He shot some 12,000 rounds at paper targets, initially checking shot patterns and different technical specifications for clays, turkey and waterfowl. He added high-speed photography to his analysis. The comprehensive research integrated choke finishes, inside diameters, grooves and other potential improvements for the greatest possible performance.

“I started with one gun and shot at a paper target, and kept changing the chokes and repeating the process until I reached the least deviation,” Mr. Muller explained.

“What I learned very quickly is that it didn’t matter what brand of choke it was, ninety percent of them didn’t pattern how they were marked,” he said. “Through that learning curve I realized how different chokes needed to be made as per gun makers’ specific tolerances to make sure my Beretta and Browning chokes were the best they can be.”

His work with the Defense Advanced Research Projects Agency (DARPA) on classified project and ceramics led him to compound for diesel engine parts that sustained 24,000 RPM with no lubrication.

“I realized I found my new choke material,” he said.

Muller Decal

The slick ceramic-Teflon materials of Muller Chokes is designed to improve performance.

Muller Featherlite Chokes are fabricated from of aerospace-grade ballistic aluminum that is twice as strong as steel and then infused with a proprietary ceramic to achieve wear resistance, smoothness and surface hardness that exceeds a high speed steel drill bit.

The Featherlite chokes employ a ceramic-Teflon compound surface coat like a non-stick frying pan. According to Mr. Muller, his chokes are slick enough to avoid the shotshell residue build-up responsible for pattern inconsistencies, point of impact variations and velocity aberration.

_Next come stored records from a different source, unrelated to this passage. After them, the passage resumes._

// Lectionary readings attached to a celebration.
//
// The upstream API uses several shapes: a plain reference to the commons,
// ferial/festive blocks, Palm Sunday, the Easter Vigil, the three Christmas
// Masses, day and evening Masses, alternative schemas, and seasonal variants.

use serde_json::Value;

const STANDARD_FIELDS: [(&str, &str); 6] = [
    ("palm_gospel", "Palm Gospel"),
    ("first_reading", "First Reading"),
    ("responsorial_psalm", "Responsorial Psalm"),
    ("second_reading", "Second Reading"),
    ("gospel_acclamation", "Gospel Acclamation"),
    ("gospel", "Gospel"),
];

const VIGIL_ORDINALS: [&str; 7] = [
    "first", "second", "third", "fourth", "fifth", "sixth", "seventh",
];

const NESTED_INDENT: &str = "         ";

/// Render readings as indented lines.
pub fn format_readings(readings: &Value) -> Vec<String> {
    let object = match readings {
        Value::Null => return vec!["   Readings: N/A".to_string()],
        Value::String(s) if s.is_empty() => return vec!["   Readings: N/A".to_string()],
        Value::String(s) => return vec![format!("   Readings: {}", s)],
        Value::Object(object) if !object.is_empty() => object,
        _ => return vec!["   Readings: N/A".to_string()],
    };

    let has = |key: &str| object.contains_key(key);

    if has("first_reading") && has("seventh_reading") {
        return easter_vigil(readings);
    }
    if has("day") && has("evening") {
        return day_and_evening(readings);
    }
    if has("night") && has("dawn") && has("day") {
        return christmas(readings);
    }
    if ["schema_one", "schema_two", "schema_three"].iter().any(|k| has(*k)) {
        return multiple_schemas(readings);
    }
    if has("easter_season") || has("outside_easter_season") {
        return seasonal(readings);
    }

    let mut lines = vec!["   Readings:".to_string()];
    lines.extend(standard(readings, "      "));
    lines
}

fn field(value: Option<&Value>) -> String {
    match value {
        Some(Value::String(s)) if !s.is_empty() => s.clone(),
        Some(Value::Null) | None => "N/A".to_string(),
        Some(Value::String(_)) => "N/A".to_string(),
        Some(other) => other.to_string(),
    }
}

fn standard(block: &Value, indent: &str) -> Vec<String> {
    STANDARD_FIELDS
        .iter()
        .filter(|(key, _)| block.get(key).is_some())
        .map(|(key, label)| format!("{}{}: {}", indent, label, field(block.get(key))))
        .collect()
}

fn easter_vigil(readings: &Value) -> Vec<String> {
    let mut lines = vec!["   Readings (Easter Vigil):".to_string()];
    for (i, ordinal) in VIGIL_ORDINALS.iter().enumerate() {
        let number = i + 1;
        let psalm_key = if number == 1 {
            "responsorial_psalm".to_string()
        } else {
            format!("responsorial_psalm_{}", number)
        };
        lines.push(format!(
            "      Reading {}: {}",
            number,
            field(readings.get(format!("{}_reading", ordinal)))
        ));
        lines.push(format!(
            "      Responsorial Psalm {}: {}",
            number,
            field(readings.get(&psalm_key))
        ));
    }
    lines.push(format!("      Epistle: {}", field(readings.get("epistle"))));
    lines.push(format!(
        "      Responsorial Psalm (Epistle): {}",
        field(readings.get("responsorial_psalm_epistle"))
    ));
    lines.push(format!(
        "      Gospel Acclamation: {}",
        field(readings.get("gospel_acclamation"))
    ));
    lines.push(format!("      Gospel: {}", field(readings.get("gospel"))));
    lines
}

fn christmas(readings: &Value) -> Vec<String> {
    let mut lines = vec!["   Readings (Christmas):".to_string()];
    for (key, label) in [("night", "Night"), ("dawn", "Dawn"), ("day", "Day")] {
        if let Some(mass) = readings.get(key).filter(|m| is_non_empty_object(m)) {
            lines.push(format!("      {} Mass:", label));
            lines.extend(standard(mass, NESTED_INDENT));
        }
    }
    lines
}

fn day_and_evening(readings: &Value) -> Vec<String> {
    let mut lines = vec!["   Readings (Day and Evening):".to_string()];
    for (key, label) in [("day", "Day"), ("evening", "Evening")] {
        lines.push(format!("      {}:", label));
        if let Some(mass) = readings.get(key) {
            lines.extend(standard(mass, NESTED_INDENT));
        }
    }
    lines
}

fn multiple_schemas(readings: &Value) -> Vec<String> {
    let mut lines = vec!["   Readings (Multiple Options):".to_string()];
    for (key, label) in [
        ("schema_one", "Schema One"),
        ("schema_two", "Schema Two"),
        ("schema_three", "Schema Three"),
    ] {
        if let Some(schema) = readings.get(key).filter(|s| is_non_empty_object(s)) {
            lines.push(format!("      {}:", label));
            lines.extend(standard(schema, NESTED_INDENT));
        }
    }
    lines
}

fn seasonal(readings: &Value) -> Vec<String> {
    let mut lines = vec!["   Readings (Seasonal):".to_string()];
    for (key, label) in [
        ("easter_season", "Easter Season"),
        ("outside_easter_season", "Outside Easter Season"),
    ] {
        if let Some(block) = readings.get(key) {
            lines.push(format!("      {}:", label));
            lines.extend(standard(block, NESTED_INDENT));
        }
    }
    lines
}

fn is_non_empty_object(value: &Value) -> bool {
    value.as_object().is_some_and(|o| !o.is_empty())
}

#[cfg(test)]
mod tests {
    use super::*;
    use serde_json::json;

    #[test]
    fn test_missing_and_reference_readings() {
        assert_eq!(format_readings(&Value::Null), vec!["   Readings: N/A"]);
        assert_eq!(
            format_readings(&json!("Common of Pastors")),
            vec!["   Readings: Common of Pastors"]
        );
    }

    #[test]
    fn test_festive_readings() {
        let lines = format_readings(&json!({
            "first_reading": "Is 9:1-6",
            "responsorial_psalm": "Ps 96",
            "second_reading": "Ti 2:11-14",
            "gospel_acclamation": "Lk 2:10-11",
            "gospel": null
        }));
        assert_eq!(
            lines,
            vec![
                "   Readings:",
                "      First Reading: Is 9:1-6",
                "      Responsorial Psalm: Ps 96",
                "      Second Reading: Ti 2:11-14",
                "      Gospel Acclamation: Lk 2:10-11",
                "      Gospel: N/A",
            ]
        );
    }

    #[test]
    fn test_palm_sunday_keeps_palm_gospel_first() {
        let lines = format_readings(&json!({
            "palm_gospel": "Lk 19:28-40",
            "first_reading": "Is 50:4-7",
            "gospel": "Lk 22:14-23:56"
        }));
        assert_eq!(lines[1], "      Palm Gospel: Lk 19:28-40");
        assert_eq!(lines.len(), 4);
    }

    #[test]
    fn test_easter_vigil() {
        let lines = format_readings(&json!({
            "first_reading": "Gn 1:1-2:2",
            "responsorial_psalm": "Ps 104",
            "responsorial_psalm_2": "Ps 16",
            "seventh_reading": "Ez 36:16-28",
            "epistle": "Rom 6:3-11",
            "gospel": "Lk 24:1-12"
        }));
        assert_eq!(lines[0], "   Readings (Easter Vigil):");
        assert!(lines.contains(&"      Reading 1: Gn 1:1-2:2".to_string()));
        assert!(lines.contains(&"      Responsorial Psalm 2: Ps 16".to_string()));
        assert!(lines.contains(&"      Reading 3: N/A".to_string()));
        assert!(lines.contains(&"      Epistle: Rom 6:3-11".to_string()));
        // 7 readings with psalms, epistle, epistle psalm, acclamation, gospel
        assert_eq!(lines.len(), 1 + 14 + 4);
    }

    #[test]
    fn test_christmas_masses() {
        let lines = format_readings(&json!({
            "night": {"first_reading": "Is 9:1-6", "gospel": "Lk 2:1-14"},
            "dawn": {"gospel": "Lk 2:15-20"},
            "day": {"gospel": "Jn 1:1-18"}
        }));
        assert_eq!(lines[0], "   Readings (Christmas):");
        assert_eq!(lines[1], "      Night Mass:");
        assert_eq!(lines[2], "         First Reading: Is 9:1-6");
        assert!(lines.contains(&"      Dawn Mass:".to_string()));
        assert!(lines.contains(&"         Gospel: Jn 1:1-18".to_string()));
    }

    #[test]
    fn test_day_and_evening() {
        let lines = format_readings(&json!({
            "day": {"gospel": "Jn 20:1-9"},
            "evening": {"gospel": "Lk 24:13-35"}
        }));
        assert_eq!(
            lines,
            vec![
                "   Readings (Day and Evening):",
                "      Day:",
                "         Gospel: Jn 20:1-9",
                "      Evening:",
                "         Gospel: Lk 24:13-35",
            ]
        );
    }

    #[test]
    fn test_multiple_schemas_and_seasonal() {
        let schemas = format_readings(&json!({
            "schema_one": {"gospel": "Jn 6:37-40"},
            "schema_two": {}
        }));
        assert_eq!(
            schemas,
            vec![
                "   Readings (Multiple Options):",
                "      Schema One:",
                "         Gospel: Jn 6:37-40",
            ]
        );

        let seasonal = format_readings(&json!({
            "easter_season": {"first_reading": "Acts 2:1-11"},
            "outside_easter_season": {"first_reading": "Rv 21:1-5"}
        }));
        assert_eq!(seasonal[0], "   Readings (Seasonal):");
        assert_eq!(seasonal.len(), 5);
    }
}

The material also contributed to his claim that Muller chokes are the hardest in the world at 60+ RC (Rockwell hardness “C” scale, competitors are usually around 40 or less).

If you believe, like Mr. Muller, that shotgun choke technology is still firmly entrenched in the industrial age, the notion of standardized constructions such as improved cylinder, full or modified also become obsolete. His alternative was the creation of the now-famous Ü Classification System for the patented Featherlite clays, turkey and waterfowl chokes.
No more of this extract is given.